(1p. 332-334).

CLVI

Madrid, 28 novembre 1853.

Votre lettre s’est croisée avec la mienne, que vous avez dû recevoir au moment où m’arrivait la vôtre. Je vous y expliquais pourquoi je resterais encore quelques jours ici. On me presse fort d’attendre la noche buena, c’est-à-dire Noël ; mais je serai en France et probablement à Paris vers le 12 ou le 15, si le temps n’est pas trop mauvais. Je vous écrirai de Bayonne ou de Tours, où je suis obligé de m’arrêter.

 

On danse beaucoup ici, malgré le deuil de cour. Seulement, on met des gants noirs. On est très-agité par les premières délibérations du Sénat.
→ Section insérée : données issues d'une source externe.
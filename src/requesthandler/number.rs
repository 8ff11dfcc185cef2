/********************************************************************************
 * Copyright (c) 2024 Contributors to the Eclipse Foundation
 *
 * See the NOTICE file(s) distributed with this work for additional
 * information regarding copyright ownership.
 *
 * This program and the accompanying materials are made available under the
 * terms of the Apache License Version 2.0 which is available at
 * https://www.apache.org/licenses/LICENSE-2.0
 *
 * SPDX-License-Identifier: Apache-2.0
 ********************************************************************************/

use async_trait::async_trait;
use chrono::{DateTime, Utc};
use serde::{Serialize, Serializer};
use uuid::Uuid;

use crate::models::{timestamp, Number};
use crate::query::{page_uri, FieldFilters};
use crate::{QueueName, Request, RequestMethod, CONTENT_TYPE_JSON};

use super::{parse_response, RequestError, RequestHandler};

const RESOURCE_NUMBERS: &str = "number/numbers";

/// Selects the numbers to renew.
///
/// ```rust
/// use requesthandler::NumberRenewal;
///
/// assert_eq!(serde_json::to_string(&NumberRenewal::Days(3)).unwrap(), r#"{"days":3}"#);
/// ```
#[derive(Clone, Copy, Debug, PartialEq, Eq, Serialize)]
pub enum NumberRenewal {
    /// All numbers whose last renewal happened before the given time.
    #[serde(rename = "tm_renew", serialize_with = "serialize_tm_renew")]
    TmRenew(DateTime<Utc>),
    /// All numbers that have not been renewed for the given number of days.
    #[serde(rename = "days")]
    Days(u64),
    /// All numbers that have not been renewed for the given number of hours.
    #[serde(rename = "hours")]
    Hours(u64),
}

fn serialize_tm_renew<S>(tm_renew: &DateTime<Utc>, serializer: S) -> Result<S::Ok, S::Error>
where
    S: Serializer,
{
    serializer.serialize_str(&timestamp::format(tm_renew))
}

/// Operations of the number-manager.
#[cfg_attr(any(test, feature = "test-util"), mockall::automock)]
#[async_trait]
pub trait NumberManager: Send + Sync {
    /// Purchases a number.
    #[allow(clippy::too_many_arguments)]
    async fn number_v1_number_create(
        &self,
        customer_id: Uuid,
        number: &str,
        call_flow_id: Uuid,
        message_flow_id: Uuid,
        name: &str,
        detail: &str,
    ) -> Result<Number, RequestError>;

    async fn number_v1_number_list(
        &self,
        page_token: &str,
        page_size: u64,
        filters: &FieldFilters,
    ) -> Result<Vec<Number>, RequestError>;

    async fn number_v1_number_get(&self, number_id: Uuid) -> Result<Number, RequestError>;

    /// Releases a number.
    async fn number_v1_number_delete(&self, number_id: Uuid) -> Result<Number, RequestError>;

    async fn number_v1_number_update(
        &self,
        number_id: Uuid,
        call_flow_id: Uuid,
        message_flow_id: Uuid,
        name: &str,
        detail: &str,
    ) -> Result<Number, RequestError>;

    async fn number_v1_number_update_flow_ids(
        &self,
        number_id: Uuid,
        call_flow_id: Uuid,
        message_flow_id: Uuid,
    ) -> Result<Number, RequestError>;

    /// Renews the numbers selected by `renewal`.
    ///
    /// # Returns
    ///
    /// The renewed numbers.
    async fn number_v1_number_renew(
        &self,
        renewal: NumberRenewal,
    ) -> Result<Vec<Number>, RequestError>;

    async fn number_v1_number_renew_by_tm_renew(
        &self,
        tm_renew: DateTime<Utc>,
    ) -> Result<Vec<Number>, RequestError>;

    async fn number_v1_number_renew_by_days(&self, days: u64)
        -> Result<Vec<Number>, RequestError>;

    async fn number_v1_number_renew_by_hours(
        &self,
        hours: u64,
    ) -> Result<Vec<Number>, RequestError>;
}

#[derive(Serialize)]
struct CreateRequest<'a> {
    customer_id: Uuid,
    number: &'a str,
    call_flow_id: Uuid,
    message_flow_id: Uuid,
    name: &'a str,
    detail: &'a str,
}

#[derive(Serialize)]
struct UpdateRequest<'a> {
    call_flow_id: Uuid,
    message_flow_id: Uuid,
    name: &'a str,
    detail: &'a str,
}

#[derive(Serialize)]
struct FlowIdsRequest {
    call_flow_id: Uuid,
    message_flow_id: Uuid,
}

impl RequestHandler {
    async fn number_request<T>(&self, resource: &str, request: Request) -> Result<T, RequestError>
    where
        T: serde::de::DeserializeOwned,
    {
        let response = self
            .send(QueueName::NUMBER_REQUEST, resource, request)
            .await?;
        parse_response(response)
    }
}

#[async_trait]
impl NumberManager for RequestHandler {
    async fn number_v1_number_create(
        &self,
        customer_id: Uuid,
        number: &str,
        call_flow_id: Uuid,
        message_flow_id: Uuid,
        name: &str,
        detail: &str,
    ) -> Result<Number, RequestError> {
        let request = self.new_json_request(
            "/v1/numbers",
            RequestMethod::Post,
            &CreateRequest {
                customer_id,
                number,
                call_flow_id,
                message_flow_id,
                name,
                detail,
            },
        )?;
        self.number_request(RESOURCE_NUMBERS, request).await
    }

    async fn number_v1_number_list(
        &self,
        page_token: &str,
        page_size: u64,
        filters: &FieldFilters,
    ) -> Result<Vec<Number>, RequestError> {
        let request = self.new_json_request(
            page_uri("/v1/numbers", page_token, page_size),
            RequestMethod::Get,
            filters,
        )?;
        self.number_request(RESOURCE_NUMBERS, request).await
    }

    async fn number_v1_number_get(&self, number_id: Uuid) -> Result<Number, RequestError> {
        let request = self
            .new_request(format!("/v1/numbers/{number_id}"), RequestMethod::Get)
            .with_data_type(CONTENT_TYPE_JSON);
        self.number_request(RESOURCE_NUMBERS, request).await
    }

    async fn number_v1_number_delete(&self, number_id: Uuid) -> Result<Number, RequestError> {
        let request = self
            .new_request(format!("/v1/numbers/{number_id}"), RequestMethod::Delete)
            .with_data_type(CONTENT_TYPE_JSON);
        self.number_request(RESOURCE_NUMBERS, request).await
    }

    async fn number_v1_number_update(
        &self,
        number_id: Uuid,
        call_flow_id: Uuid,
        message_flow_id: Uuid,
        name: &str,
        detail: &str,
    ) -> Result<Number, RequestError> {
        let request = self.new_json_request(
            format!("/v1/numbers/{number_id}"),
            RequestMethod::Put,
            &UpdateRequest {
                call_flow_id,
                message_flow_id,
                name,
                detail,
            },
        )?;
        self.number_request(RESOURCE_NUMBERS, request).await
    }

    async fn number_v1_number_update_flow_ids(
        &self,
        number_id: Uuid,
        call_flow_id: Uuid,
        message_flow_id: Uuid,
    ) -> Result<Number, RequestError> {
        let request = self.new_json_request(
            format!("/v1/numbers/{number_id}/flow_ids"),
            RequestMethod::Put,
            &FlowIdsRequest {
                call_flow_id,
                message_flow_id,
            },
        )?;
        self.number_request("number/numbers/<number-id>/flow_ids", request)
            .await
    }

    async fn number_v1_number_renew(
        &self,
        renewal: NumberRenewal,
    ) -> Result<Vec<Number>, RequestError> {
        let request = self.new_json_request("/v1/numbers/renew", RequestMethod::Post, &renewal)?;
        self.number_request("number/numbers/renew", request).await
    }

    async fn number_v1_number_renew_by_tm_renew(
        &self,
        tm_renew: DateTime<Utc>,
    ) -> Result<Vec<Number>, RequestError> {
        self.number_v1_number_renew(NumberRenewal::TmRenew(tm_renew))
            .await
    }

    async fn number_v1_number_renew_by_days(
        &self,
        days: u64,
    ) -> Result<Vec<Number>, RequestError> {
        self.number_v1_number_renew(NumberRenewal::Days(days)).await
    }

    async fn number_v1_number_renew_by_hours(
        &self,
        hours: u64,
    ) -> Result<Vec<Number>, RequestError> {
        self.number_v1_number_renew(NumberRenewal::Hours(hours))
            .await
    }
}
Il s’agit de savoir si ce ministère durera ou s’il y aura un coup d’État. L’opposition est très-animée et se propose de donner des coups de bâton par-dessus les épaules du comte de San-Luis. La maison que j’habite est un terrain neutre ou se rencontrent les ministres et les chefs de l’opposition ; ce qui est assez agréable pour les amateurs de nouvelles. Il est vrai que ce qui s’appelle ici la société se compose d’un si petit nombre de personnes, que, si elles se fractionnaient, il n’y aurait plus moyen de vivre. Quelque chose que l’on fasse à Madrid, pourvu qu’on aille dans un lieu public, on est sûr de rencontrer les mêmes trois cents personnes. Il en résulte une société très-amusante et infiniment moins hypocrite qu’ailleurs. Il faut que je vous conte une bonne bêtise. L’usage ici est d’offrir tout ce qu’on loue. La belle du premier ministre dînait l’autre jour à côté de moi ; elle est bête comme un chou et fort grosse. Elle montrait d’assez belles épaules sur lesquelles tombait une guirlande avec des glands en métal ou en verre. Ne sachant que lui dire, je lui fis l’éloge des unes et des autres, et elle me répondit : Todo ese a la disposicion de V. Adieu ; écrivez-moi plus longuement. Je puis à la rigueur recevoir de vos nouvelles ici, mais j’espère sûrement trouver une lettre de vous à Bayonne. — Pourquoi ai-je tant d’envie de vous revoir ? Il y a pourtant quelque chose de très-pénible à se conformer à vos protocoles, dignes de M. de Nesselrode pour le mépris de la logique et de la vraisemblance.